**Stored data entries**
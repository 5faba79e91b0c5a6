//! Shared sample hosts for engine tests.

#![allow(dead_code)]

use std::sync::OnceLock;

use profilekit_model::{FieldTable, HostError, HostObject, Tag};

pub const PROFILE: Tag = Tag::new("profile");
pub const NETWORK: Tag = Tag::new("network");

/// A form with two profiles, `profile` and `network`.
///
/// `port` refuses anything that isn't numeric (or empty), and `proxy` is
/// declared with a `_var` suffix.
#[derive(Debug, Clone, Default, PartialEq, Eq)]
pub struct Form {
    pub name: String,
    pub active: bool,
    pub notes: String,
    pub host: String,
    pub port: String,
    pub proxy: bool,
    pub fail_reads: bool,
}

impl Form {
    pub fn filled() -> Self {
        Self {
            name: "Ann".into(),
            active: true,
            notes: "first line only".into(),
            host: "relay.example.org".into(),
            port: "8443".into(),
            proxy: true,
            fail_reads: false,
        }
    }
}

fn set_port(f: &mut Form, v: String) -> Result<(), HostError> {
    if !v.chars().all(|c| c.is_ascii_digit()) {
        return Err(HostError::new(format!("port must be numeric, got {v:?}")));
    }
    f.port = v;
    Ok(())
}

fn get_host(f: &Form) -> Result<String, HostError> {
    if f.fail_reads {
        return Err(HostError::new("host field is not readable"));
    }
    Ok(f.host.clone())
}

impl HostObject for Form {
    fn field_table() -> &'static FieldTable<Self> {
        static TABLE: OnceLock<FieldTable<Form>> = OnceLock::new();
        TABLE.get_or_init(|| {
            FieldTable::<Form>::new()
                .text(
                    "name",
                    [PROFILE],
                    |f| Ok(f.name.clone()),
                    |f, v| {
                        f.name = v;
                        Ok(())
                    },
                )
                .boolean(
                    "active",
                    [PROFILE],
                    |f| Ok(f.active),
                    |f, v| {
                        f.active = v;
                        Ok(())
                    },
                )
                .text(
                    "notes",
                    [PROFILE],
                    |f| Ok(f.notes.clone()),
                    |f, v| {
                        f.notes = v;
                        Ok(())
                    },
                )
                .text(
                    "host",
                    [NETWORK],
                    get_host,
                    |f, v| {
                        f.host = v;
                        Ok(())
                    },
                )
                .text("port", [NETWORK], |f| Ok(f.port.clone()), set_port)
                .boolean(
                    "proxy_var",
                    [NETWORK],
                    |f| Ok(f.proxy),
                    |f, v| {
                        f.proxy = v;
                        Ok(())
                    },
                )
        })
    }
}

pub const MIXED: Tag = Tag::new("mixed");

/// A host with an unsupported field between supported ones.
#[derive(Debug, Clone, Default, PartialEq, Eq)]
pub struct Mixed {
    pub title: String,
    pub enabled: bool,
    pub caption: String,
}

impl HostObject for Mixed {
    fn field_table() -> &'static FieldTable<Self> {
        static TABLE: OnceLock<FieldTable<Mixed>> = OnceLock::new();
        TABLE.get_or_init(|| {
            FieldTable::<Mixed>::new()
                .text(
                    "title",
                    [MIXED],
                    |m| Ok(m.title.clone()),
                    |m, v| {
                        m.title = v;
                        Ok(())
                    },
                )
                .boolean(
                    "enabled",
                    [MIXED],
                    |m| Ok(m.enabled),
                    |m, v| {
                        m.enabled = v;
                        Ok(())
                    },
                )
                .unsupported("volume", "Slider", [MIXED])
                .text(
                    "caption",
                    [MIXED],
                    |m| Ok(m.caption.clone()),
                    |m, v| {
                        m.caption = v;
                        Ok(())
                    },
                )
        })
    }
}

pub const PLAIN: Tag = Tag::new("plain");

/// A host whose field names contain the default record separator.
#[derive(Debug, Default)]
pub struct Questioning {
    pub why: String,
}

impl HostObject for Questioning {
    fn field_table() -> &'static FieldTable<Self> {
        static TABLE: OnceLock<FieldTable<Questioning>> = OnceLock::new();
        TABLE.get_or_init(|| {
            FieldTable::<Questioning>::new().text(
                "why?",
                [PLAIN],
                |q| Ok(q.why.clone()),
                |q, v| {
                    q.why = v;
                    Ok(())
                },
            )
        })
    }
}

pub const P: Tag = Tag::new("P");

#[derive(Debug, Clone, Default, PartialEq, Eq)]
pub struct Person {
    pub name: String,
    pub active: bool,
}

impl HostObject for Person {
    fn field_table() -> &'static FieldTable<Self> {
        static TABLE: OnceLock<FieldTable<Person>> = OnceLock::new();
        TABLE.get_or_init(|| {
            FieldTable::<Person>::new()
                .text(
                    "name",
                    [P],
                    |p| Ok(p.name.clone()),
                    |p, v| {
                        p.name = v;
                        Ok(())
                    },
                )
                .boolean(
                    "active",
                    [P],
                    |p| Ok(p.active),
                    |p, v| {
                        p.active = v;
                        Ok(())
                    },
                )
        })
    }
}

pub const GUARDED: Tag = Tag::new("guarded");

/// A host whose `code` field refuses to be emptied. It sits between two
/// ordinary fields.
#[derive(Debug, Clone, Default, PartialEq, Eq)]
pub struct Guarded {
    pub label: String,
    pub code: String,
    pub armed: bool,
}

fn set_code(g: &mut Guarded, v: String) -> Result<(), HostError> {
    if v.is_empty() {
        return Err(HostError::new("code cannot be empty"));
    }
    g.code = v;
    Ok(())
}

impl HostObject for Guarded {
    fn field_table() -> &'static FieldTable<Self> {
        static TABLE: OnceLock<FieldTable<Guarded>> = OnceLock::new();
        TABLE.get_or_init(|| {
            FieldTable::<Guarded>::new()
                .text(
                    "label",
                    [GUARDED],
                    |g| Ok(g.label.clone()),
                    |g, v| {
                        g.label = v;
                        Ok(())
                    },
                )
                .text("code", [GUARDED], |g| Ok(g.code.clone()), set_code)
                .boolean(
                    "armed",
                    [GUARDED],
                    |g| Ok(g.armed),
                    |g, v| {
                        g.armed = v;
                        Ok(())
                    },
                )
        })
    }
}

**TASK**
Work through the data and report how many of its lines hold the word "HostObject", giving only the figure.

**OUTPUT BELOW**
6